## PROVIDED DATA:
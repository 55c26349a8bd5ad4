/// Persistence boundary for users, games and scores.
use std::collections::{BTreeMap, HashMap};

use async_trait::async_trait;
use thiserror::Error;
use tokio::sync::RwLock;

use crate::core::model::{GameKey, GameRecord, Score, User};

#[derive(Debug, Error, PartialEq, Eq)]
pub enum StoreError {
    #[error("user '{0}' already exists")]
    DuplicateUser(String),
    #[error("user '{0}' not found")]
    UnknownUser(String),
    #[error("game '{0}' not found")]
    UnknownGame(GameKey),
    #[error("game '{key}' was modified concurrently (expected version {expected}, found {found})")]
    VersionConflict {
        key: GameKey,
        expected: u64,
        found: u64,
    },
}

/// Which games `list_games` returns.
#[derive(Debug, Clone, Default)]
pub struct GameFilter {
    pub user: Option<String>,
    pub active_only: bool,
}

impl GameFilter {
    pub fn active() -> Self {
        Self {
            user: None,
            active_only: true,
        }
    }

    pub fn active_for(user: impl Into<String>) -> Self {
        Self {
            user: Some(user.into()),
            active_only: true,
        }
    }

    fn matches(&self, game: &GameRecord) -> bool {
        if self.active_only && !game.is_active() {
            return false;
        }
        self.user.as_deref().map_or(true, |u| u == game.user)
    }
}

#[async_trait]
pub trait GameStore: Send + Sync {
    async fn insert_user(&self, user: User) -> Result<(), StoreError>;

    async fn get_user(&self, name: &str) -> Option<User>;

    /// All users, ordered by name.
    async fn list_users(&self) -> Vec<User>;

    async fn insert_game(&self, game: GameRecord) -> Result<(), StoreError>;

    async fn get_game(&self, key: &str) -> Option<GameRecord>;

    /// Matching games in creation order.
    async fn list_games(&self, filter: GameFilter) -> Vec<GameRecord>;

    /// Writes `game` if its version still matches the stored one. When a
    /// score is supplied it is inserted and the owner's aggregates updated
    /// in the same step. Returns the record as stored, with its new version.
    async fn commit_game(
        &self,
        game: GameRecord,
        score: Option<Score>,
    ) -> Result<GameRecord, StoreError>;

    /// Scores in insertion order, optionally restricted to one user.
    async fn list_scores(&self, user: Option<&str>) -> Vec<Score>;
}

#[derive(Default)]
struct Tables {
    users: BTreeMap<String, User>,
    games: HashMap<GameKey, GameRecord>,
    game_order: Vec<GameKey>,
    scores: Vec<Score>,
}

/// In-process store. A single lock covers all tables so a commit is atomic.
#[derive(Default)]
pub struct MemoryStore {
    tables: RwLock<Tables>,
}

impl MemoryStore {
    pub fn new() -> Self {
        Self::default()
    }
}

#[async_trait]
impl GameStore for MemoryStore {
    async fn insert_user(&self, user: User) -> Result<(), StoreError> {
        let mut tables = self.tables.write().await;
        if tables.users.contains_key(&user.name) {
            return Err(StoreError::DuplicateUser(user.name));
        }
        tables.users.insert(user.name.clone(), user);
        Ok(())
    }

    async fn get_user(&self, name: &str) -> Option<User> {
        self.tables.read().await.users.get(name).cloned()
    }

    async fn list_users(&self) -> Vec<User> {
        self.tables.read().await.users.values().cloned().collect()
    }

    async fn insert_game(&self, game: GameRecord) -> Result<(), StoreError> {
        let mut tables = self.tables.write().await;
        if !tables.users.contains_key(&game.user) {
            return Err(StoreError::UnknownUser(game.user));
        }
        tables.game_order.push(game.key.clone());
        tables.games.insert(game.key.clone(), game);
        Ok(())
    }

    async fn get_game(&self, key: &str) -> Option<GameRecord> {
        self.tables.read().await.games.get(key).cloned()
    }

    async fn list_games(&self, filter: GameFilter) -> Vec<GameRecord> {
        let tables = self.tables.read().await;
        tables
            .game_order
            .iter()
            .filter_map(|key| tables.games.get(key))
            .filter(|game| filter.matches(game))
            .cloned()
            .collect()
    }

    async fn commit_game(
        &self,
        mut game: GameRecord,
        score: Option<Score>,
    ) -> Result<GameRecord, StoreError> {
        let mut guard = self.tables.write().await;
        let tables = &mut *guard;

        let stored = tables
            .games
            .get_mut(&game.key)
            .ok_or_else(|| StoreError::UnknownGame(game.key.clone()))?;
        if stored.version != game.version {
            return Err(StoreError::VersionConflict {
                key: game.key,
                expected: game.version,
                found: stored.version,
            });
        }

        if let Some(score) = &score {
            let user = tables
                .users
                .get_mut(&score.user)
                .ok_or_else(|| StoreError::UnknownUser(score.user.clone()))?;
            user.record_finish(score.points);
        }

        game.version += 1;
        *stored = game.clone();
        tables.scores.extend(score);
        Ok(game)
    }

    async fn list_scores(&self, user: Option<&str>) -> Vec<Score> {
        self.tables
            .read()
            .await
            .scores
            .iter()
            .filter(|s| user.map_or(true, |u| u == s.user))
            .cloned()
            .collect()
    }
}

#[cfg(test)]
mod tests {
    use super::*;
    use crate::games::hangman::{Finish, HangmanState};
    use chrono::NaiveDate;

    fn day() -> NaiveDate {
        NaiveDate::from_ymd_opt(2024, 3, 1).unwrap()
    }

    async fn store_with_game() -> (MemoryStore, GameRecord) {
        let store = MemoryStore::new();
        store.insert_user(User::new("ada", None)).await.unwrap();
        let game = GameRecord::new("ada", HangmanState::new("CAT"));
        store.insert_game(game.clone()).await.unwrap();
        (store, game)
    }

    #[tokio::test]
    async fn duplicate_users_are_rejected() {
        let store = MemoryStore::new();
        store.insert_user(User::new("ada", None)).await.unwrap();
        let err = store.insert_user(User::new("ada", None)).await.unwrap_err();
        assert_eq!(err, StoreError::DuplicateUser("ada".into()));
    }

    #[tokio::test]
    async fn games_need_an_owner() {
        let store = MemoryStore::new();
        let game = GameRecord::new("ghost", HangmanState::new("CAT"));
        let err = store.insert_game(game).await.unwrap_err();
        assert_eq!(err, StoreError::UnknownUser("ghost".into()));
    }

    #[tokio::test]
    async fn commit_bumps_version_and_rejects_stale_writes() {
        let (store, game) = store_with_game().await;

        let mut first = game.clone();
        first.state.guess("c").unwrap();
        let committed = store.commit_game(first, None).await.unwrap();
        assert_eq!(committed.version, 1);

        let mut stale = game;
        stale.state.guess("a").unwrap();
        let err = store.commit_game(stale, None).await.unwrap_err();
        assert!(matches!(err, StoreError::VersionConflict { expected: 0, found: 1, .. }));

        let stored = store.get_game(&committed.key).await.unwrap();
        assert_eq!(stored.state.guessed_letters(), ['C']);
    }

    #[tokio::test]
    async fn commit_with_score_updates_user_once() {
        let (store, mut game) = store_with_game().await;
        game.state.cancel().unwrap();
        let score = Score::new("ada", Finish { won: false, points: 0 }, day());
        store.commit_game(game, Some(score)).await.unwrap();

        let user = store.get_user("ada").await.unwrap();
        assert_eq!(user.games_played, 1);
        assert_eq!(user.career_points, 0);
        assert_eq!(store.list_scores(Some("ada")).await.len(), 1);
        assert!(store.list_scores(Some("bob")).await.is_empty());
    }

    #[tokio::test]
    async fn list_games_filters_finished_and_foreign_games() {
        let (store, mut game) = store_with_game().await;
        store.insert_user(User::new("bob", None)).await.unwrap();
        let other = GameRecord::new("bob", HangmanState::new("DOG"));
        store.insert_game(other.clone()).await.unwrap();

        assert_eq!(store.list_games(GameFilter::active()).await.len(), 2);

        game.state.cancel().unwrap();
        store.commit_game(game, None).await.unwrap();

        let active = store.list_games(GameFilter::active()).await;
        assert_eq!(active.len(), 1);
        assert_eq!(active[0].key, other.key);
        assert!(store.list_games(GameFilter::active_for("ada")).await.is_empty());
        assert_eq!(store.list_games(GameFilter::default()).await.len(), 2);
    }
}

## TASK GOAL:
Nothing but the lines from the start of the data above through the line with "pub fn active_for(user: impl" should appear in your answer, copied exactly.

## RESULT BELOW:
repository 55c26349a8bd5ad4
/// Persistence boundary for users, games and scores.
use std::collections::{BTreeMap, HashMap};

use async_trait::async_trait;
use thiserror::Error;
use tokio::sync::RwLock;

use crate::core::model::{GameKey, GameRecord, Score, User};

#[derive(Debug, Error, PartialEq, Eq)]
pub enum StoreError {
    #[error("user '{0}' already exists")]
    DuplicateUser(String),
    #[error("user '{0}' not found")]
    UnknownUser(String),
    #[error("game '{0}' not found")]
    UnknownGame(GameKey),
    #[error("game '{key}' was modified concurrently (expected version {expected}, found {found})")]
    VersionConflict {
        key: GameKey,
        expected: u64,
        found: u64,
    },
}

/// Which games `list_games` returns.
#[derive(Debug, Clone, Default)]
pub struct GameFilter {
    pub user: Option<String>,
    pub active_only: bool,
}

impl GameFilter {
    pub fn active() -> Self {
        Self {
            user: None,
            active_only: true,
        }
    }

    pub fn active_for(user: impl Into<String>) -> Self {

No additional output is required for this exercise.